• What you should do
Look through the data below. Pick out the lines holding the string "true".

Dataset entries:
+===+

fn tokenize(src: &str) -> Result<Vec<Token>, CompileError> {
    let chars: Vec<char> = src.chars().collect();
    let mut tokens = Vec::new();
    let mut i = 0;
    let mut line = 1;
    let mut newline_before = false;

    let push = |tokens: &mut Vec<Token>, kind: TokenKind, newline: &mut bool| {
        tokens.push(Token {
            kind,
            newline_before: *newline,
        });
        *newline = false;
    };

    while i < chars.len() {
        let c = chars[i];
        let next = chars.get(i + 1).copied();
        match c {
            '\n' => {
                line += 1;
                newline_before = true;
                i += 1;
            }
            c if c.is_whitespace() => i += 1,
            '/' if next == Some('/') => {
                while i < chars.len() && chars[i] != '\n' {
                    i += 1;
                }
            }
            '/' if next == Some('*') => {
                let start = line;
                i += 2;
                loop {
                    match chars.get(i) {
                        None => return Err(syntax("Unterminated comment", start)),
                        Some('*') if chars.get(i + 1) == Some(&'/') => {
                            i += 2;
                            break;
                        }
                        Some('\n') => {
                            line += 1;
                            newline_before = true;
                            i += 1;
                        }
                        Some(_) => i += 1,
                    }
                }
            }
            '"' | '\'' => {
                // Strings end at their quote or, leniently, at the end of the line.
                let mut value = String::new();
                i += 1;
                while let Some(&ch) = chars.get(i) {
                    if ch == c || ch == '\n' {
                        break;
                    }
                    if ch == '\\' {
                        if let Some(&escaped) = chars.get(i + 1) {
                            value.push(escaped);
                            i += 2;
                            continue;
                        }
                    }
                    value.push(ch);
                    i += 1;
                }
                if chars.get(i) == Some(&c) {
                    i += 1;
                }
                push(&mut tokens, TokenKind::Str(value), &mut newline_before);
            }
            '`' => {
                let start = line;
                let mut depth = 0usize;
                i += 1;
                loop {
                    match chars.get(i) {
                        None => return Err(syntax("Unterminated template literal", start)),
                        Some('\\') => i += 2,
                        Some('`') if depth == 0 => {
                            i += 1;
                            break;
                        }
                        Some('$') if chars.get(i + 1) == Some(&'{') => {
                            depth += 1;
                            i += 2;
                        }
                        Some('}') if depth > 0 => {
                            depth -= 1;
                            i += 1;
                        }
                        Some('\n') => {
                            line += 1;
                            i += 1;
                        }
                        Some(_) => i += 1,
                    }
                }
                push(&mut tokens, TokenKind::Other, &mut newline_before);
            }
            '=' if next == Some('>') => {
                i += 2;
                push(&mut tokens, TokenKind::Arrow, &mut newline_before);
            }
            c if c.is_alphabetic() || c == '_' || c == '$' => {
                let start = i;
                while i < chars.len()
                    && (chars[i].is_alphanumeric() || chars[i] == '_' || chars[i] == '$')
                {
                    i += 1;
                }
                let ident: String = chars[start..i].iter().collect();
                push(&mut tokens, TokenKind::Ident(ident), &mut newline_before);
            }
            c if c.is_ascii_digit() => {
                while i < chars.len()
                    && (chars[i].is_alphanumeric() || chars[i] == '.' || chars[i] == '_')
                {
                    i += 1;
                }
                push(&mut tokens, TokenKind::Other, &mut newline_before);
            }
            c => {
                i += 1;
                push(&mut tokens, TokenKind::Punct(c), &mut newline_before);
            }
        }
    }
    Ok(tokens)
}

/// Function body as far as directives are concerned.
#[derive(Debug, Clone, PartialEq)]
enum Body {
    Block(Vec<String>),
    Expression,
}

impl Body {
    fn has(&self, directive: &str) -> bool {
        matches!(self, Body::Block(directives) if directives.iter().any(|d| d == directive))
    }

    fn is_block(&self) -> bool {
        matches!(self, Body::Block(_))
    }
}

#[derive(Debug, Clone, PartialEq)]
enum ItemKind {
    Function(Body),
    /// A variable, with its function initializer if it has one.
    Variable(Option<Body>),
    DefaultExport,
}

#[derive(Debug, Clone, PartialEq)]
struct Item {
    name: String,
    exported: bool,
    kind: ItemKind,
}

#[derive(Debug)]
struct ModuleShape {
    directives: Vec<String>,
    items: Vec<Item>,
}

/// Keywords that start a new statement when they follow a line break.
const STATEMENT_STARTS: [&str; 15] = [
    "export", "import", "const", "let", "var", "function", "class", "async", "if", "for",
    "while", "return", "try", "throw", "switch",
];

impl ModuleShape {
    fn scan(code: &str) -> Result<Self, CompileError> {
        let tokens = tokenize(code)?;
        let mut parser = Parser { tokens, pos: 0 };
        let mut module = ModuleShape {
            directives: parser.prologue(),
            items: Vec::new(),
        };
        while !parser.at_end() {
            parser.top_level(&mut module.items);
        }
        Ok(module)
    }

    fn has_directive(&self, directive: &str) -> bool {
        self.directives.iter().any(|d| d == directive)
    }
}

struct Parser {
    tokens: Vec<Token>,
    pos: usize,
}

+===+

• Solution below
                newline_before = true;
                            newline_before = true;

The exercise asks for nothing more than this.